Punctuation, connotation, sense of euphony? Mar 19, 2007

If this is a change in usage, doesn’t it stem less from a shift in the status of “whereas” than from a (let’s say) “unfamiliarity” with formal punctuation? And then the use of “informal punctuation” gives rise to a shift in the status of the word.

In other words, your examples 1 and 2 both say the same thing. Neither of them is hard to understand. It’s just that I have a little mental hiccup when I read sentence 1 and I don’t when I read sentence 2.

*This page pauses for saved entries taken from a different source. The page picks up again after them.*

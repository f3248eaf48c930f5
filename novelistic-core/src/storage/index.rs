use super::StorageResult;
use crate::error::StorageError;
use crate::types::{sort_by_order, Episode, EpisodeId, Novel, NovelId};
use serde::{Deserialize, Serialize};
use std::path::Path;

/// In-memory library shared by the stores
#[derive(Debug, Clone, Default, Serialize, Deserialize)]
#[serde(rename_all = "camelCase", default)]
pub struct LibraryIndex {
    last_novel_id: u64,
    last_episode_id: u64,
    novels: Vec<Novel>,
    episodes: Vec<Episode>,
}

impl LibraryIndex {
    pub fn save_novel(&mut self, novel: &Novel) -> StorageResult<NovelId> {
        match novel.id {
            Some(id) => {
                let slot = self
                    .novels
                    .iter_mut()
                    .find(|n| n.id == Some(id))
                    .ok_or_else(|| StorageError::NotFound(format!("novel {}", id)))?;
                *slot = novel.clone();
                Ok(id)
            }
            None => {
                self.last_novel_id += 1;
                let id = NovelId(self.last_novel_id);
                let mut novel = novel.clone();
                novel.id = Some(id);
                self.novels.push(novel);
                Ok(id)
            }
        }
    }

    pub fn save_episode(&mut self, episode: &Episode) -> StorageResult<EpisodeId> {
        if !self.novels.iter().any(|n| n.id == Some(episode.novel_id)) {
            return Err(StorageError::NotFound(format!("novel {}", episode.novel_id)));
        }
        let taken = self.episodes.iter().any(|e| {
            e.novel_id == episode.novel_id && e.order == episode.order && e.id != episode.id
        });
        if taken {
            return Err(StorageError::Conflict(format!(
                "novel {} already has an episode with order {}",
                episode.novel_id, episode.order
            )));
        }

        match episode.id {
            Some(id) => {
                let slot = self
                    .episodes
                    .iter_mut()
                    .find(|e| e.id == Some(id))
                    .ok_or_else(|| StorageError::NotFound(format!("episode {}", id)))?;
                *slot = episode.clone();
                Ok(id)
            }
            None => {
                self.last_episode_id += 1;
                let id = EpisodeId(self.last_episode_id);
                let mut episode = episode.clone();
                episode.id = Some(id);
                self.episodes.push(episode);
                Ok(id)
            }
        }
    }

    pub fn get_novel(&self, id: NovelId) -> StorageResult<Novel> {
        self.novels
            .iter()
            .find(|n| n.id == Some(id))
            .cloned()
            .ok_or_else(|| StorageError::NotFound(format!("novel {}", id)))
    }

    pub fn list_novels(&self) -> Vec<Novel> {
        let mut novels = self.novels.clone();
        novels.sort_by_key(|n| n.id);
        novels
    }

    pub fn get_episode(&self, id: EpisodeId) -> StorageResult<Episode> {
        self.episodes
            .iter()
            .find(|e| e.id == Some(id))
            .cloned()
            .ok_or_else(|| StorageError::NotFound(format!("episode {}", id)))
    }

    pub fn list_episodes(&self, novel_id: NovelId) -> Vec<Episode> {
        let mut episodes: Vec<Episode> = self
            .episodes
            .iter()
            .filter(|e| e.novel_id == novel_id)
            .cloned()
            .collect();
        sort_by_order(&mut episodes);
        episodes
    }

    pub fn delete_episode(&mut self, id: EpisodeId) -> StorageResult<()> {
        let before = self.episodes.len();
        self.episodes.retain(|e| e.id != Some(id));
        if self.episodes.len() == before {
            return Err(StorageError::NotFound(format!("episode {}", id)));
        }
        Ok(())
    }

    pub fn delete_novel(&mut self, id: NovelId) -> StorageResult<()> {
        let before = self.novels.len();
        self.novels.retain(|n| n.id != Some(id));
        if self.novels.len() == before {
            return Err(StorageError::NotFound(format!("novel {}", id)));
        }
        self.episodes.retain(|e| e.novel_id != id);
        Ok(())
    }

    /// Load from a JSON file; a missing file is an empty library
    pub async fn load(path: &Path) -> StorageResult<Self> {
        match tokio::fs::read_to_string(path).await {
            Ok(data) => serde_json::from_str(&data).map_err(|e| {
                StorageError::BackendError(format!("{}: {}", path.display(), e))
            }),
            Err(e) if e.kind() == std::io::ErrorKind::NotFound => Ok(Self::default()),
            Err(e) => Err(backend(path, e)),
        }
    }

    /// Save to a JSON file atomically through a temp file and rename
    pub async fn save(&self, path: &Path) -> StorageResult<()> {
        let data = serde_json::to_string_pretty(self)
            .map_err(|e| StorageError::BackendError(e.to_string()))?;

        if let Some(parent) = path.parent().filter(|p| !p.as_os_str().is_empty()) {
            tokio::fs::create_dir_all(parent)
                .await
                .map_err(|e| backend(parent, e))?;
        }
        let temp_path = path.with_extension("json.tmp");
        tokio::fs::write(&temp_path, data)
            .await
            .map_err(|e| backend(&temp_path, e))?;
        tokio::fs::rename(&temp_path, path)
            .await
            .map_err(|e| backend(path, e))
    }
}

fn backend(path: &Path, error: std::io::Error) -> StorageError {
    StorageError::BackendError(format!("{}: {}", path.display(), error))
}
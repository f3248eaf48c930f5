//! Novelistic CLI - Command-line interface for a novel library

mod commands;

use anyhow::Result;
use clap::{Parser, Subcommand};
use novelistic_core::{JsonFileStore, NovelId};
use std::path::PathBuf;
use tracing_subscriber::{layer::SubscriberExt, util::SubscriberInitExt};

/// Parse and validate jobs argument (must be at least 1)
fn parse_jobs(s: &str) -> Result<usize, String> {
    let n: usize = s.parse().map_err(|_| format!("'{}' is not a valid number", s))?;
    if n < 1 {
        Err("jobs must be at least 1".to_string())
    } else {
        Ok(n)
    }
}

#[derive(Parser)]
#[command(name = "novelistic")]
#[command(author, version, about, long_about = None)]
struct Cli {
    /// Verbose output
    #[arg(short, long, global = true)]
    verbose: bool,

    /// Library directory
    #[arg(
        long,
        global = true,
        env = "NOVELISTIC_DATA_DIR",
        default_value = "./novelistic_data"
    )]
    data_dir: PathBuf,

    #[command(subcommand)]
    command: Commands,
}

#[derive(Subcommand)]
enum Commands {
    /// Import an EPUB into the library
    Import {
        /// EPUB file path
        input: PathBuf,

        /// Title of the new novel (defaults to the file name)
        #[arg(short, long)]
        title: Option<String>,

        /// Output as JSON
        #[arg(long)]
        json: bool,
    },

    /// Export a stored novel as EPUB
    Export {
        /// Novel id, as shown by `list`
        novel_id: NovelId,

        /// Output file or directory (defaults to the current directory)
        #[arg(short, long)]
        output: Option<PathBuf>,

        /// Book language written to the package document
        #[arg(long, default_value = "en")]
        language: String,
    },

    /// List stored novels
    List {
        /// Output as JSON
        #[arg(long)]
        json: bool,
    },

    /// Display information about an EPUB without importing it
    Info {
        /// EPUB file path
        input: PathBuf,

        /// Output as JSON
        #[arg(long)]
        json: bool,
    },

    /// Check the structure of an EPUB file
    Validate {
        /// EPUB file path
        input: PathBuf,

        /// Output as JSON
        #[arg(long)]
        json: bool,
    },

    /// Export every stored novel
    Batch {
        /// Output directory
        #[arg(short, long)]
        output_dir: PathBuf,

        /// Number of parallel jobs (must be at least 1)
        #[arg(short, long, default_value = "4", value_parser = parse_jobs)]
        jobs: usize,
    },
}

#[tokio::main]
async fn main() -> Result<()> {
    let cli = Cli::parse();

    // Initialize tracing
    let filter = if cli.verbose {
        "novelistic_cli=debug,novelistic_core=debug"
    } else {
        "novelistic_cli=info"
    };

    // Logs go to stderr so `--json` output stays parseable
    tracing_subscriber::registry()
        .with(tracing_subscriber::EnvFilter::new(filter))
        .with(tracing_subscriber::fmt::layer().with_writer(std::io::stderr))
        .init();

    let store = JsonFileStore::new(&cli.data_dir);
    tracing::debug!("Using library {}", store.path().display());

    match cli.command {
        Commands::Import { input, title, json } => {
            commands::import(&store, &input, title.as_deref(), json).await
        }

        Commands::Export {
            novel_id,
            output,
            language,
        } => commands::export(&store, novel_id, output.as_deref(), language).await,

        Commands::List { json } => commands::list(&store, json).await,

        Commands::Info { input, json } => commands::info(&input, json),

        Commands::Validate { input, json } => commands::validate(&input, json),

        Commands::Batch { output_dir, jobs } => commands::batch(&store, &output_dir, jobs).await,
    }
}
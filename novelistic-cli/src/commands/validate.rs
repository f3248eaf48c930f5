//! Validate command implementation

use anyhow::{bail, Context, Result};
use novelistic_core::check_archive;
use std::path::Path;

/// Check the container structure of an EPUB file
pub fn validate(input: &Path, json: bool) -> Result<()> {
    let data = std::fs::read(input)
        .with_context(|| format!("Failed to open input file: {}", input.display()))?;
    let report = check_archive(&data);

    if json {
        println!("{}", serde_json::to_string_pretty(&report)?);
    } else if report.is_valid() {
        println!("Valid EPUB file");
        if let Some(path) = &report.package_path {
            println!("  Package:  {}", path);
        }
        println!("  Manifest: {} items", report.manifest_items);
        println!("  Spine:    {} items", report.spine_items);
    } else {
        eprintln!("Invalid EPUB file: {} issue(s)", report.issues.len());
        for issue in &report.issues {
            eprintln!("  - {}", issue);
        }
    }

    if !report.is_valid() {
        bail!("Validation failed for {}", input.display());
    }
    Ok(())
}
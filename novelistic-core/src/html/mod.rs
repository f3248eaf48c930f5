//! HTML rewriting for episode content
//!
//! Episode HTML is parsed with an HTML5 parser and written back out as XHTML
//! by walking the tree. Each pass (image extraction, sanitizing, image
//! reinsertion) is a [`Rewrite`] that decides per node what gets written, so
//! every pass emits well-formed markup with self-closing void elements.

mod data_uri;
mod images;
mod sanitize;

pub use data_uri::{decode_data_uri, encode_data_uri, is_image_data_uri, sniff_mime_type, DecodedImage};
pub use images::{
    extract_chapter_images, extract_images, global_image_id, reinsert_images, ExtractedContent,
    ImageResolver, ReinsertedContent, UnresolvedImage,
};
pub(crate) use images::ImageInliner;
pub use sanitize::sanitize;

use ego_tree::NodeRef;
use quick_xml::escape::{escape, partial_escape};
use scraper::node::Element;
use scraper::Node;
use std::borrow::Cow;

/// Attributes to write for an element, in order
pub(crate) type Attrs<'a> = Vec<(&'a str, Cow<'a, str>)>;

/// Per-node decisions for one serialization pass
pub(crate) trait Rewrite<'a> {
    /// Attributes to write for `element`, or `None` to drop it with its children
    fn element(&mut self, node: NodeRef<'a, Node>, element: &'a Element) -> Option<Attrs<'a>>;

    /// Whether a text node is written
    fn keep_text(&mut self, _node: NodeRef<'a, Node>, _text: &str) -> bool {
        true
    }
}

/// Elements serialized as `<name/>`
pub(crate) fn is_void(name: &str) -> bool {
    matches!(
        name,
        "area"
            | "base"
            | "br"
            | "col"
            | "embed"
            | "hr"
            | "img"
            | "input"
            | "link"
            | "meta"
            | "source"
            | "track"
            | "wbr"
    )
}

/// Block-level elements; whitespace between them carries no text
pub(crate) fn is_block(name: &str) -> bool {
    matches!(
        name,
        "html"
            | "body"
            | "address"
            | "article"
            | "aside"
            | "blockquote"
            | "dd"
            | "div"
            | "dl"
            | "dt"
            | "figcaption"
            | "figure"
            | "footer"
            | "h1"
            | "h2"
            | "h3"
            | "h4"
            | "h5"
            | "h6"
            | "header"
            | "hr"
            | "li"
            | "main"
            | "nav"
            | "ol"
            | "p"
            | "pre"
            | "section"
            | "table"
            | "tbody"
            | "td"
            | "tfoot"
            | "th"
            | "thead"
            | "tr"
            | "ul"
    )
}

const HTML_NAMESPACE: &str = "http://www.w3.org/1999/xhtml";

/// Parse an HTML fragment; content lives under the fragment's root element
pub(crate) fn parse_fragment(html: &str) -> scraper::Html {
    scraper::Html::parse_fragment(html)
}

/// Element name of a node, if it is an element
pub(crate) fn element_name<'a>(node: NodeRef<'a, Node>) -> Option<&'a str> {
    node.value().as_element().map(|e| e.name())
}

/// Concatenated text of all descendants
pub(crate) fn text_content(node: NodeRef<'_, Node>) -> String {
    let mut text = String::new();
    for descendant in node.descendants() {
        if let Node::Text(t) = descendant.value() {
            text.push_str(t);
        }
    }
    text
}

/// Serialize the children of `parent` through `rewrite`
pub(crate) fn write_children<'a, R: Rewrite<'a>>(
    parent: NodeRef<'a, Node>,
    rewrite: &mut R,
    out: &mut String,
) {
    for child in parent.children() {
        match child.value() {
            Node::Text(text) => {
                if rewrite.keep_text(child, text) {
                    out.push_str(&partial_escape(&**text));
                }
            }
            Node::Element(element) => {
                if let Some(attrs) = rewrite.element(child, element) {
                    write_element(child, element.name(), &attrs, rewrite, out);
                }
            }
            // Comments, doctypes and processing instructions are not carried over
            _ => {}
        }
    }
}

fn write_element<'a, R: Rewrite<'a>>(
    node: NodeRef<'a, Node>,
    name: &str,
    attrs: &Attrs<'a>,
    rewrite: &mut R,
    out: &mut String,
) {
    out.push('<');
    out.push_str(name);

    // Attribute order from the parser is not stable across versions
    let mut ordered: Vec<&(&str, Cow<'a, str>)> = attrs.iter().collect();
    ordered.sort_by(|a, b| a.0.cmp(b.0));
    for (key, value) in ordered {
        out.push(' ');
        out.push_str(key);
        out.push_str("=\"");
        out.push_str(&escape(&**value));
        out.push('"');
    }

    if is_void(name) {
        out.push_str("/>");
        return;
    }
    out.push('>');

    // The HTML parser eats one newline right after these start tags, but
    // not inside SVG or MathML. Check what is written, since the rewrite may
    // have dropped the original first child.
    if matches!(name, "pre" | "textarea" | "listing") && is_html_element(node) {
        let mut body = String::new();
        write_children(node, rewrite, &mut body);
        if body.starts_with('\n') {
            out.push('\n');
        }
        out.push_str(&body);
    } else {
        write_children(node, rewrite, out);
    }
    out.push_str("</");
    out.push_str(name);
    out.push('>');
}

fn is_html_element(node: NodeRef<'_, Node>) -> bool {
    node.value()
        .as_element()
        .map_or(false, |e| &*e.name.ns == HTML_NAMESPACE)
}

/// Writes every element and attribute unchanged
pub(crate) struct Passthrough;

impl<'a> Rewrite<'a> for Passthrough {
    fn element(&mut self, _node: NodeRef<'a, Node>, element: &'a Element) -> Option<Attrs<'a>> {
        Some(element.attrs().map(|(k, v)| (k, Cow::Borrowed(v))).collect())
    }
}

/// Re-serialize an HTML fragment as XHTML without other changes
pub fn to_xhtml(html: &str) -> String {
    let fragment = parse_fragment(html);
    let mut out = String::with_capacity(html.len());
    write_children(*fragment.root_element(), &mut Passthrough, &mut out);
    out
}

On the other hand, and in broadly similar terms, increasingly I see the same sort of thing with “however”. One example – a few days ago I got a message from my ISP saying “We are trying to fix this problem, however we cannot give a timeframe …”.

The comma, followed by “however”, causes me the same mental hiccup. Lots of things are probably happening here, but a few considerations always strike me when I see “however” used like this.

One is the possibility that the writer is avoiding use of the word “but”. Perhaps the writer (without thinking too much about it) senses that “but” is too blunt a contrast, that “but” has vaguely negative connotations in a corporate communication.

The second is the possibility that the writer feels that “however” somehow sounds posher, more sophisticated than “but”.

The third is the possibility that the writer has some residual memory of a high-school English teacher insisting that you should never start a sentence with “but”.

Perhaps something like that is happening with your “whereas”. If it were replaced by “but’ in your example 1 (without the following comma), it would cause me no hiccups at all.


[Edited at 2007-03-19 13:49]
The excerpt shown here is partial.